Agora me lembrei de uma pergunta sua sobre as pessoas a quem eu dediquei os contos. Todas elas são pessoas com quem eu convivi ou com quem convivo. Os contos não foram escritos pensando nelas. Apenas dois ou três foram escritos tendo na mente a pessoa a quem eu dediquei, seja porque me pediu para escrever o conto, seja porque eu me senti encantado pela pessoa e quis escrever o conto como um presente que queremos dar quando estamos embevecidos por alguém. Os outros foram dedicados como uma simples forma de demonstração de afeto que sinto pela pessoa cujo nome consta na dedicatória, mas foram escritores sem ter em mente esta pessoa.
Por fim, ainda relacionado à questão das vozes em meus textos, se são masculinas, se são femininas, digo-lhe que são vozes humanas que busquei representar. Acho que é isso: todos os textos que você leu buscam representar o humano, com suas alegrias, mas, sobretudo, com suas tristezas e angústias diante da recusa ou decepção amorosas ou diante do próprio existir. Talvez, essa seja, de fato, a grande temática do livro, algo que, como um vitral, é composto de pequenos cacos. Na construção desses personagens, de seus dramas, busquei encontrar-me a mim mesmo. E o pleonasmo aqui é bem intencional. Se há alguém que se sentiu tocado é porque deve trilhar, ainda que por outras veredas, esse longo caminho que é a existência que se torna menos árdua quando encontramos alguém com quem compartilhá-la, seja como companheiro, seja como leitor, mas sendo sempre uma companhia.

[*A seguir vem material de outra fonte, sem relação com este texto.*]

use serde::{Deserialize, Serialize};
use utoipa::ToSchema;

use crate::models::Role;
use crate::session::SessionPhase;

#[derive(Deserialize, ToSchema)]
pub struct CredentialsRequest {
    pub username: String,
    pub password: String,
}

#[derive(Serialize, Deserialize, ToSchema, Debug)]
pub struct RegisterResponse {
    pub username: String,
    pub message: String,
}

#[derive(Serialize, Deserialize, ToSchema, Debug)]
pub struct LoginResponse {
    pub token: String,
    pub username: String,
    pub role: Role,
    pub session_id: String,
}

#[derive(Serialize, Deserialize, ToSchema, Debug)]
pub struct MeResponse {
    pub username: String,
    pub role: Role,
    pub session_id: String,
    pub phase: SessionPhase,
}
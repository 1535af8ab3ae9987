use actix_web::{get, web};
use std::sync::Arc;

use crate::admin;
use crate::error::AppError;
use crate::middleware::auth::AuthenticatedUser;
use crate::types::{ConversationDetail, ConversationSummary};
use crate::AppState;

#[get("/conversations")]
async fn list_conversations(
    app_state: web::Data<Arc<AppState>>,
    authenticated_user: AuthenticatedUser,
) -> Result<web::Json<Vec<ConversationSummary>>, AppError> {
    let ctx = app_state.session(&authenticated_user).await?;
    let summaries = admin::list_conversations(&ctx, app_state.sessions.store()).await?;
    Ok(web::Json(summaries))
}

#[get("/conversations/{number}")]
async fn conversation_by_number(
    app_state: web::Data<Arc<AppState>>,
    authenticated_user: AuthenticatedUser,
    number: web::Path<String>,
) -> Result<web::Json<ConversationDetail>, AppError> {
    let ctx = app_state.session(&authenticated_user).await?;
    admin::require_admin(&ctx)?;
    let number: usize = number
        .parse()
        .map_err(|_| AppError::BadRequest("Invalid conversation number.".to_string()))?;
    let detail = admin::conversation_by_number(&ctx, app_state.sessions.store(), number).await?;
    Ok(web::Json(detail))
}

#[get("/users/{user_id}/conversation")]
async fn conversation_for_user(
    app_state: web::Data<Arc<AppState>>,
    authenticated_user: AuthenticatedUser,
    user_id: web::Path<String>,
) -> Result<web::Json<ConversationDetail>, AppError> {
    let ctx = app_state.session(&authenticated_user).await?;
    let detail =
        admin::conversation_for_user(&ctx, app_state.sessions.store(), &user_id).await?;
    Ok(web::Json(detail))
}
use std::sync::Arc;

use actix_web::{get, post, web, HttpResponse};
use chrono::Utc;
use jsonwebtoken::{encode, EncodingKey, Header};
use serde::{Deserialize, Serialize};
use tracing::{error, info};

use crate::error::AppError;
use crate::middleware::auth::AuthenticatedUser;
use crate::models::{Role, User};
use crate::types::{CredentialsRequest, LoginResponse, MeResponse, RegisterResponse};
use crate::{AppConfig, AppState};

#[derive(Debug, Serialize, Deserialize)]
pub struct Claims {
    pub sub: String,
    /// Browser session key.
    pub sid: String,
    pub role: Role,
    pub exp: usize,
    pub iat: usize,
}

#[post("/register")]
async fn register(
    app_state: web::Data<Arc<AppState>>,
    web::Json(req): web::Json<CredentialsRequest>,
) -> Result<web::Json<RegisterResponse>, AppError> {
    let username = req.username.trim();
    if username.is_empty() || req.password.is_empty() {
        return Err(AppError::BadRequest(
            "Username and password are required".to_string(),
        ));
    }

    if !app_state.credentials.register(username, &req.password).await? {
        return Err(AppError::DuplicateUser("Username already exists".to_string()));
    }

    Ok(web::Json(RegisterResponse {
        username: username.to_string(),
        message: "Registration successful! Please login.".to_string(),
    }))
}

#[post("/login")]
async fn login(
    app_state: web::Data<Arc<AppState>>,
    web::Json(req): web::Json<CredentialsRequest>,
) -> Result<web::Json<LoginResponse>, AppError> {
    let user = app_state
        .credentials
        .authenticate(req.username.trim(), &req.password)
        .await?
        .ok_or_else(|| AppError::Auth("Invalid credentials".to_string()))?;

    let ctx = app_state.sessions.start(&user).await?;
    let token = match sign_jwt(&user, ctx.key(), &app_state.config) {
        Ok(token) => token,
        Err(e) => {
            app_state.sessions.end(ctx.key()).await;
            return Err(token_error(e));
        }
    };

    info!("{} logged in", user.username);
    Ok(web::Json(LoginResponse {
        token,
        username: user.username,
        role: user.role,
        session_id: ctx.session_id().await,
    }))
}

#[post("/logout")]
async fn logout(
    app_state: web::Data<Arc<AppState>>,
    authenticated_user: AuthenticatedUser,
) -> Result<HttpResponse, AppError> {
    app_state.sessions.end(&authenticated_user.session_key).await;
    Ok(HttpResponse::NoContent().finish())
}

#[get("/me")]
async fn me(
    app_state: web::Data<Arc<AppState>>,
    authenticated_user: AuthenticatedUser,
) -> Result<web::Json<MeResponse>, AppError> {
    let ctx = app_state.session(&authenticated_user).await?;
    Ok(web::Json(MeResponse {
        username: ctx.username().to_string(),
        role: ctx.role(),
        session_id: ctx.session_id().await,
        phase: ctx.phase(),
    }))
}

fn token_error(e: jsonwebtoken::errors::Error) -> AppError {
    error!("Failed to sign JWT: {:?}", e);
    AppError::Internal(format!("could not sign session token: {}", e))
}

fn sign_jwt(
    user: &User,
    session_key: &str,
    app_config: &AppConfig,
) -> Result<String, jsonwebtoken::errors::Error> {
    let now = Utc::now().timestamp() as usize;
    let claims = Claims {
        sub: user.username.clone(),
        sid: session_key.to_string(),
        role: user.role,
        exp: now + 3600 * 24 * 7, // Token expires after 1 week
        iat: now,
    };

    encode(
        &Header::default(),
        &claims,
        &EncodingKey::from_secret(app_config.jwt_secret.as_bytes()),
    )
}
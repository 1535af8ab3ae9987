use actix_web::{get, post, web};
use std::sync::Arc;

use crate::error::AppError;
use crate::middleware::auth::AuthenticatedUser;
use crate::models::{BoardStats, Post};
use crate::types::{CreatePostRequest, ListPostsQuery};
use crate::AppState;

#[get("/posts")]
async fn list_posts(
    app_state: web::Data<Arc<AppState>>,
    authenticated_user: AuthenticatedUser,
    query: web::Query<ListPostsQuery>,
) -> Result<web::Json<Vec<Post>>, AppError> {
    app_state.session(&authenticated_user).await?;
    let posts = app_state.board.list_posts(query.category).await?;
    Ok(web::Json(posts))
}

#[post("/posts")]
async fn create_post(
    app_state: web::Data<Arc<AppState>>,
    authenticated_user: AuthenticatedUser,
    web::Json(req): web::Json<CreatePostRequest>,
) -> Result<web::Json<Post>, AppError> {
    let ctx = app_state.session(&authenticated_user).await?;
    if req.title.trim().is_empty() || req.content.trim().is_empty() {
        return Err(AppError::BadRequest(
            "Please fill in both title and content.".to_string(),
        ));
    }
    let post = app_state
        .board
        .create_post(ctx.username(), &req.title, &req.content, req.category)
        .await?;
    Ok(web::Json(post))
}

#[get("/stats")]
async fn stats(
    app_state: web::Data<Arc<AppState>>,
    authenticated_user: AuthenticatedUser,
) -> Result<web::Json<BoardStats>, AppError> {
    app_state.session(&authenticated_user).await?;
    Ok(web::Json(app_state.board.stats().await?))
}
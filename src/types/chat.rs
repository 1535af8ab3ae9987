use serde::{Deserialize, Serialize};
use utoipa::ToSchema;

use crate::models::{Message, SessionSummary};

#[derive(Deserialize, ToSchema)]
pub struct SendMessageRequest {
    pub message: String,
}

#[derive(Serialize, Deserialize, ToSchema, Debug)]
pub struct ConversationResponse {
    pub session_id: String,
    pub messages: Vec<Message>,
}

#[derive(Serialize, Deserialize, ToSchema, Debug)]
pub struct SessionListResponse {
    pub active_session_id: String,
    pub sessions: Vec<SessionSummary>,
}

Monteiro, 03 de outubro de 2009
2 comentários:
Sou fãaaaaaaaaaaa adoro ler teus textos
Pri Marques!!
Marceeelooo, meu querido! Bem que eu imaginei que tava perdendo tempo sem ler os teus textos. Vim pra este porque o título me chamou a atenção... Acho que porque às vezes me pergunto isso. Por que eu escrevo, qual a finalidade de tudo isso? E o mais inesperado é não conseguir justificar direito... É uma espécie de necessidade. Me identifiquei com isso, e quis ler tua resposta. E que boa escolha a minha, ler ela antes dos outros! A gente realmente se mostra nos textos que escreve, mesmo que de forma disfarçada... "E os que lêem o que escreve / Na dor lida sentem bem" - ler, mergulhar no universo de outra pessoa, é fantástico! É ter em si o sentir do outro... E escrevendo, se coloca pra fora o que às vezes não consegue evasão de nenhuma outra forma, ao passo em que se ganha companheiros de jornada, ainda que à distância. Os sentimentos no papel representam todas as vozes que nem sempre ousam falar na vida cotidiana... Por isso tudo que eu aprecio ler e escrever. E gosto do que você escreve! Keep on doing that ^^ - it's awesome.